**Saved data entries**
▬▬▬▬▬▬▬▬▬▬

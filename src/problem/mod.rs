//! Problem definition: unknowns, equations and per-pencil assembly.
//!
//! A problem is an ordered list of unknown fields (tau fields included)
//! and an ordered list of equations. Each equation splits into an
//! implicit left-hand side, linear in the unknowns, and an explicit
//! right-hand side evaluated numerically. Equations may be restricted to
//! a subset of pencils with a [`Condition`].

mod assembly;
mod condition;
mod pencil;

pub use assembly::{PencilSystem, RowBlock, build_systems};
pub use condition::Condition;
pub use pencil::{Domain, PencilIndex};

pub(crate) use pencil::{ColumnMap, VarSlot, coupled_jacobi};

use crate::error::AssemblyError;
use crate::field::FieldRef;
use crate::operators::Expr;
use std::sync::Arc;

/// Whether a problem is a boundary-value or an initial-value problem.
#[derive(Clone, Copy, Debug, PartialEq, Eq)]
pub enum ProblemKind {
    /// L X = F, solved once.
    LinearBoundaryValue,
    /// M dX/dt + L X = F(X, t), advanced in time.
    InitialValue,
}

/// One equation `lhs = rhs`, applied where `condition` holds.
#[derive(Clone, Debug)]
pub struct Equation {
    pub lhs: Expr,
    pub rhs: Expr,
    pub condition: Condition,
}

impl Equation {
    /// Order of differentiation along the coupled coordinate of `domain`.
    pub fn differential_order(&self, domain: &Domain) -> usize {
        self.lhs.differential_order(domain.coupled_coord().as_ref())
    }
}

/// Unknowns and equations of a linear boundary-value or initial-value problem.
#[derive(Clone, Debug)]
pub struct Problem {
    kind: ProblemKind,
    variables: Vec<FieldRef>,
    equations: Vec<Equation>,
    domain: Domain,
}

impl Problem {
    /// Linear boundary-value problem over `variables`.
    pub fn lbvp(variables: Vec<FieldRef>) -> Result<Self, AssemblyError> {
        Self::new(ProblemKind::LinearBoundaryValue, variables)
    }

    /// Initial-value problem over `variables`.
    pub fn ivp(variables: Vec<FieldRef>) -> Result<Self, AssemblyError> {
        Self::new(ProblemKind::InitialValue, variables)
    }

    fn new(kind: ProblemKind, variables: Vec<FieldRef>) -> Result<Self, AssemblyError> {
        for (i, v) in variables.iter().enumerate() {
            if variables[..i].iter().any(|w| Arc::ptr_eq(v, w)) {
                return Err(AssemblyError::DuplicateVariable(v.read().name().to_string()));
            }
        }
        let domain = Domain::from_variables(&variables)?;
        log::debug!(
            "new {:?} over {} variables on a {} domain",
            kind,
            variables.len(),
            match domain {
                Domain::Cartesian(_) => "Cartesian",
                Domain::Ball(_) => "ball",
            }
        );
        Ok(Self {
            kind,
            variables,
            equations: Vec::new(),
            domain,
        })
    }

    pub fn kind(&self) -> ProblemKind {
        self.kind
    }

    pub fn variables(&self) -> &[FieldRef] {
        &self.variables
    }

    pub fn equations(&self) -> &[Equation] {
        &self.equations
    }

    pub fn domain(&self) -> &Domain {
        &self.domain
    }

    /// Add `lhs = rhs` on every pencil.
    pub fn add_equation(&mut self, lhs: impl Into<Expr>, rhs: impl Into<Expr>) -> Result<&mut Self, AssemblyError> {
        self.add_equation_if(lhs, rhs, Condition::Always)
    }

    /// Add `lhs = rhs` on the pencils where `condition` holds.
    pub fn add_equation_if(
        &mut self,
        lhs: impl Into<Expr>,
        rhs: impl Into<Expr>,
        condition: Condition,
    ) -> Result<&mut Self, AssemblyError> {
        let (lhs, rhs) = (lhs.into(), rhs.into());
        let index = self.equations.len();
        self.validate(index, &lhs, &rhs, &condition)?;
        log::debug!("equation {index}: {lhs} = {rhs} [{condition}]");
        self.equations.push(Equation { lhs, rhs, condition });
        Ok(self)
    }

    fn validate(&self, index: usize, lhs: &Expr, rhs: &Expr, condition: &Condition) -> Result<(), AssemblyError> {
        let wrap = |source| AssemblyError::Expression { index, source };
        if !lhs.depends_on(&self.variables) {
            return Err(AssemblyError::NoUnknowns { index });
        }
        let fits = match &self.domain {
            Domain::Ball(_) => condition.fits_ball(),
            Domain::Cartesian(_) => condition.fits_cartesian(&self.domain.fourier_axes()),
        };
        if !fits {
            return Err(AssemblyError::InvalidCondition {
                index,
                condition: condition.to_string(),
            });
        }
        match self.kind {
            ProblemKind::LinearBoundaryValue if lhs.has_time_derivative() || rhs.has_time_derivative() => {
                return Err(AssemblyError::SideMismatch {
                    index,
                    reason: "time derivatives are only allowed in initial-value problems".into(),
                });
            }
            ProblemKind::LinearBoundaryValue if rhs.depends_on(&self.variables) => {
                return Err(AssemblyError::SideMismatch {
                    index,
                    reason: "the right-hand side of a boundary-value problem cannot contain unknowns".into(),
                });
            }
            ProblemKind::InitialValue if rhs.has_time_derivative() => {
                return Err(AssemblyError::SideMismatch {
                    index,
                    reason: "time derivatives belong on the left-hand side".into(),
                });
            }
            _ => {}
        }
        let lrank = lhs.rank().map_err(wrap)?;
        let rrank = rhs.rank().map_err(wrap)?;
        if !rhs.is_zero() && !matches!(rhs, Expr::Constant(_)) && lrank != rrank {
            return Err(AssemblyError::SideMismatch {
                index,
                reason: format!("rank {lrank} and rank {rrank}"),
            });
        }
        if let (Some(l), Some(r)) = (lhs.space().map_err(wrap)?, rhs.space().map_err(wrap)?) {
            if !r.embeds_in(&l) {
                return Err(AssemblyError::SideMismatch {
                    index,
                    reason: format!("a {} right-hand side does not fit a {} equation", r.kind(), l.kind()),
                });
            }
        }
        Ok(())
    }
}

#[cfg(test)]
mod tests {
    use super::*;
    use crate::basis::{CartesianCoordinates, Dtype, FourierBasis, JacobiBasis, LiftBasis};
    use crate::field::{CartesianSpace, Field};
    use crate::operators::{ddt, interp, lap, lift};

    fn poisson_vars() -> (CartesianCoordinates, Vec<FieldRef>, Arc<JacobiBasis>) {
        let c = CartesianCoordinates::new(&["x", "y"]);
        let x = FourierBasis::real(c.coord(0).clone(), 8, (0.0, 1.0), 1.5).unwrap();
        let y = Arc::new(JacobiBasis::chebyshev(c.coord(1).clone(), 8, (0.0, 1.0), 1.5).unwrap());
        let full = CartesianSpace::new(c.clone(), Dtype::Real, vec![Some(x.into()), Some(Arc::clone(&y).into())])
            .unwrap();
        let u = Field::scalar("u", full.clone().into()).unwrap().into_ref();
        let t1 = Field::scalar("tau1", full.restrict(1).into()).unwrap().into_ref();
        let t2 = Field::scalar("tau2", full.restrict(1).into()).unwrap().into_ref();
        (c, vec![u, t1, t2], y)
    }

    #[test]
    fn test_validation() {
        let (c, vars, y) = poisson_vars();
        let mut p = Problem::lbvp(vars.clone()).unwrap();
        let lb = LiftBasis::Interval(Arc::new(y.clone_with(1.5, 1.5).unwrap()));
        p.add_equation(lap(&vars[0]) + lift(&vars[1], lb.clone(), -1) + lift(&vars[2], lb, -2), 0.0)
            .unwrap();
        p.add_equation(interp(&vars[0], c.coord(1), 0.0), 0.0).unwrap();
        assert_eq!(p.equations().len(), 2);

        assert!(matches!(
            p.add_equation(Expr::Constant(1.0), 0.0),
            Err(AssemblyError::NoUnknowns { index: 2 })
        ));
        assert!(matches!(
            p.add_equation(ddt(&vars[0]), 0.0),
            Err(AssemblyError::SideMismatch { .. })
        ));
        assert!(matches!(
            p.add_equation_if(Expr::field(&vars[1]), 0.0, Condition::ell_eq(0)),
            Err(AssemblyError::InvalidCondition { .. })
        ));
        assert!(matches!(
            Problem::lbvp(vec![Arc::clone(&vars[0]), Arc::clone(&vars[0])]),
            Err(AssemblyError::DuplicateVariable(_))
        ));
    }

    #[test]
    fn test_ivp_accepts_nonlinear_rhs() {
        let (_, vars, _) = poisson_vars();
        let mut p = Problem::ivp(vec![Arc::clone(&vars[0])]).unwrap();
        let u = &vars[0];
        p.add_equation(ddt(u) - lap(u), Expr::field(u) * Expr::field(u)).unwrap();
        assert_eq!(p.kind(), ProblemKind::InitialValue);
        assert_eq!(p.equations()[0].differential_order(p.domain()), 2);
    }
}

▬▬▬▬▬▬▬▬▬▬

**What to work on**
Search the entries for lines with the string "where", then report their number alone.

**Reply**
2